(Beginning of DATA SHOWN)

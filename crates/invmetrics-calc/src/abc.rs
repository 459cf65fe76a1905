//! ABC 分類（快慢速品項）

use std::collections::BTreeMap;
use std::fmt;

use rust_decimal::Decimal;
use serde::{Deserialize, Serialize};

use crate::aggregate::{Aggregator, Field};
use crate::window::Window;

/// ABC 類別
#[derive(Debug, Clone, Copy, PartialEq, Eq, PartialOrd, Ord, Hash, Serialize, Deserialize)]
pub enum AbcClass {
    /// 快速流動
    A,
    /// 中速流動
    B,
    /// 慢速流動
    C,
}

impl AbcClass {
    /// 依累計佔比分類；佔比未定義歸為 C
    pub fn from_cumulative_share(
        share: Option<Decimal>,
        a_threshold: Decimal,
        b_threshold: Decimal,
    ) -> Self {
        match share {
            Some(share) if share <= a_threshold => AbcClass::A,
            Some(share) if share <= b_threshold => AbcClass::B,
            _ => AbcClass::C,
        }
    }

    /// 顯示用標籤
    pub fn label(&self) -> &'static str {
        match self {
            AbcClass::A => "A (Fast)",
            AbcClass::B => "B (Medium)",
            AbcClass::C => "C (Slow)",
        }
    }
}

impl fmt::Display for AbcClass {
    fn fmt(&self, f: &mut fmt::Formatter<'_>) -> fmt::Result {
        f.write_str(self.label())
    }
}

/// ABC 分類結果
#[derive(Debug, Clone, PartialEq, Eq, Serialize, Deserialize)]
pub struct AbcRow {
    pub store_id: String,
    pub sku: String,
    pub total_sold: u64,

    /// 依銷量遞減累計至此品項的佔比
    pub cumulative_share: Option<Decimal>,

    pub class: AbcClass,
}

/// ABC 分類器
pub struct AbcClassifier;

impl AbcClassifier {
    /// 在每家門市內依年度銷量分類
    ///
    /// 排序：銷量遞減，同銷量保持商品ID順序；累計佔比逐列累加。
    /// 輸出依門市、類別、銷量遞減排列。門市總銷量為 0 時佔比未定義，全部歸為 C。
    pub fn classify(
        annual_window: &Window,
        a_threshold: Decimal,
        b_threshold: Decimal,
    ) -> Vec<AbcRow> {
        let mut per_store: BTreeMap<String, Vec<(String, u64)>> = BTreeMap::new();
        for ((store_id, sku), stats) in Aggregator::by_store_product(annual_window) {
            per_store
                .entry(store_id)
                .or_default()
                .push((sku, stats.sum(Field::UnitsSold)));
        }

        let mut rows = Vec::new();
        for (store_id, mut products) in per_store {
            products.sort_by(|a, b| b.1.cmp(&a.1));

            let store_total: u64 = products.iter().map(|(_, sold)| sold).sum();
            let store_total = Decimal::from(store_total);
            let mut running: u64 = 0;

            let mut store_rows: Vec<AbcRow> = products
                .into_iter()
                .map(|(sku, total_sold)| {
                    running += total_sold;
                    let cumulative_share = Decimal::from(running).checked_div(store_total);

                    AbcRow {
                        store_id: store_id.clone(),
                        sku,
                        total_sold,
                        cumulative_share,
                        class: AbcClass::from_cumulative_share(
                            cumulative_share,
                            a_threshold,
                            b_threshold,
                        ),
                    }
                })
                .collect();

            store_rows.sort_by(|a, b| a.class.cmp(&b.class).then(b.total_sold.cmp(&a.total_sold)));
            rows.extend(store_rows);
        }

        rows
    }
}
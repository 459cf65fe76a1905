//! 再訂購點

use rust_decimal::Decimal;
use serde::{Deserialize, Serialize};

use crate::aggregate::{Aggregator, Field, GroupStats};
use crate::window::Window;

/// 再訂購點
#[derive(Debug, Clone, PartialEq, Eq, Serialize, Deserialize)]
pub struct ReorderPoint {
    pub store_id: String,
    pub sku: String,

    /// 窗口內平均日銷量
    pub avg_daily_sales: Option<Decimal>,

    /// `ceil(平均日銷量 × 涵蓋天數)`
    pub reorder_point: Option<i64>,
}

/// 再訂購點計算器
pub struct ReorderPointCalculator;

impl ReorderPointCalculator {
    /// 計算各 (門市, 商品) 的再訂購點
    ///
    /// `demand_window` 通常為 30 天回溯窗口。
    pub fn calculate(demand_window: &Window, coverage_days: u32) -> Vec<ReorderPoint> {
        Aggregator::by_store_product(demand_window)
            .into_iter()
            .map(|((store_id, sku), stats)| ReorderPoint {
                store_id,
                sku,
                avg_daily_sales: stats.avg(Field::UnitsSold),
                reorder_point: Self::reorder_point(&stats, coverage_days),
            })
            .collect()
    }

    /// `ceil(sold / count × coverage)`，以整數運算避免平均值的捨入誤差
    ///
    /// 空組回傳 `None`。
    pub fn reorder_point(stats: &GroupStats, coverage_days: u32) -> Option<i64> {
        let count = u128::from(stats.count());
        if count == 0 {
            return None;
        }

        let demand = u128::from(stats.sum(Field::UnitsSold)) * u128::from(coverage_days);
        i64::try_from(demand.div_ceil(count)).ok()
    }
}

(End of DATA SHOWN)

** WHAT IS EXPECTED **
Create a word-for-word copy of the whole listing.

** YOUR RESPONSE **
filename crates/invmetrics-calc/src/abc.rs
repository 459cf65fe76a1905
//! ABC 分類（快慢速品項）

use std::collections::BTreeMap;
use std::fmt;

use rust_decimal::Decimal;
use serde::{Deserialize, Serialize};

use crate::aggregate::{Aggregator, Field};
use crate::window::Window;

/// ABC 類別
#[derive(Debug, Clone, Copy, PartialEq, Eq, PartialOrd, Ord, Hash, Serialize, Deserialize)]
pub enum AbcClass {
    /// 快速流動
    A,
    /// 中速流動
    B,
    /// 慢速流動
    C,
}

impl AbcClass {
    /// 依累計佔比分類；佔比未定義歸為 C
    pub fn from_cumulative_share(
        share: Option<Decimal>,
        a_threshold: Decimal,
        b_threshold: Decimal,
    ) -> Self {
        match share {
            Some(share) if share <= a_threshold => AbcClass::A,
            Some(share) if share <= b_threshold => AbcClass::B,
            _ => AbcClass::C,
        }
    }

    /// 顯示用標籤
    pub fn label(&self) -> &'static str {
        match self {
            AbcClass::A => "A (Fast)",
            AbcClass::B => "B (Medium)",
            AbcClass::C => "C (Slow)",
        }
    }
}

impl fmt::Display for AbcClass {
    fn fmt(&self, f: &mut fmt::Formatter<'_>) -> fmt::Result {
        f.write_str(self.label())
    }
}

/// ABC 分類結果
#[derive(Debug, Clone, PartialEq, Eq, Serialize, Deserialize)]
pub struct AbcRow {
    pub store_id: String,
    pub sku: String,
    pub total_sold: u64,

    /// 依銷量遞減累計至此品項的佔比
    pub cumulative_share: Option<Decimal>,

    pub class: AbcClass,
}

/// ABC 分類器
pub struct AbcClassifier;

impl AbcClassifier {
    /// 在每家門市內依年度銷量分類
    ///
    /// 排序：銷量遞減，同銷量保持商品ID順序；累計佔比逐列累加。
    /// 輸出依門市、類別、銷量遞減排列。門市總銷量為 0 時佔比未定義，全部歸為 C。
    pub fn classify(
        annual_window: &Window,
        a_threshold: Decimal,
        b_threshold: Decimal,
    ) -> Vec<AbcRow> {
        let mut per_store: BTreeMap<String, Vec<(String, u64)>> = BTreeMap::new();
        for ((store_id, sku), stats) in Aggregator::by_store_product(annual_window) {
            per_store
                .entry(store_id)
                .or_default()
                .push((sku, stats.sum(Field::UnitsSold)));
        }

        let mut rows = Vec::new();
        for (store_id, mut products) in per_store {
            products.sort_by(|a, b| b.1.cmp(&a.1));

            let store_total: u64 = products.iter().map(|(_, sold)| sold).sum();
            let store_total = Decimal::from(store_total);
            let mut running: u64 = 0;

            let mut store_rows: Vec<AbcRow> = products
                .into_iter()
                .map(|(sku, total_sold)| {
                    running += total_sold;
                    let cumulative_share = Decimal::from(running).checked_div(store_total);

                    AbcRow {
                        store_id: store_id.clone(),
                        sku,
                        total_sold,
                        cumulative_share,
                        class: AbcClass::from_cumulative_share(
                            cumulative_share,
                            a_threshold,
                            b_threshold,
                        ),
                    }
                })
                .collect();

            store_rows.sort_by(|a, b| a.class.cmp(&b.class).then(b.total_sold.cmp(&a.total_sold)));
            rows.extend(store_rows);
        }

        rows
    }
}
repository 459cf65fe76a1905
//! 再訂購點

use rust_decimal::Decimal;
use serde::{Deserialize, Serialize};

use crate::aggregate::{Aggregator, Field, GroupStats};
use crate::window::Window;

/// 再訂購點
#[derive(Debug, Clone, PartialEq, Eq, Serialize, Deserialize)]
pub struct ReorderPoint {
    pub store_id: String,
    pub sku: String,

    /// 窗口內平均日銷量
    pub avg_daily_sales: Option<Decimal>,

    /// `ceil(平均日銷量 × 涵蓋天數)`
    pub reorder_point: Option<i64>,
}

/// 再訂購點計算器
pub struct ReorderPointCalculator;

impl ReorderPointCalculator {
    /// 計算各 (門市, 商品) 的再訂購點
    ///
    /// `demand_window` 通常為 30 天回溯窗口。
    pub fn calculate(demand_window: &Window, coverage_days: u32) -> Vec<ReorderPoint> {
        Aggregator::by_store_product(demand_window)
            .into_iter()
            .map(|((store_id, sku), stats)| ReorderPoint {
                store_id,
                sku,
                avg_daily_sales: stats.avg(Field::UnitsSold),
                reorder_point: Self::reorder_point(&stats, coverage_days),
            })
            .collect()
    }

    /// `ceil(sold / count × coverage)`，以整數運算避免平均值的捨入誤差
    ///
    /// 空組回傳 `None`。
    pub fn reorder_point(stats: &GroupStats, coverage_days: u32) -> Option<i64> {
        let count = u128::from(stats.count());
        if count == 0 {
            return None;
        }

        let demand = u128::from(stats.sum(Field::UnitsSold)) * u128::from(coverage_days);
        i64::try_from(demand.div_ceil(count)).ok()
    }
}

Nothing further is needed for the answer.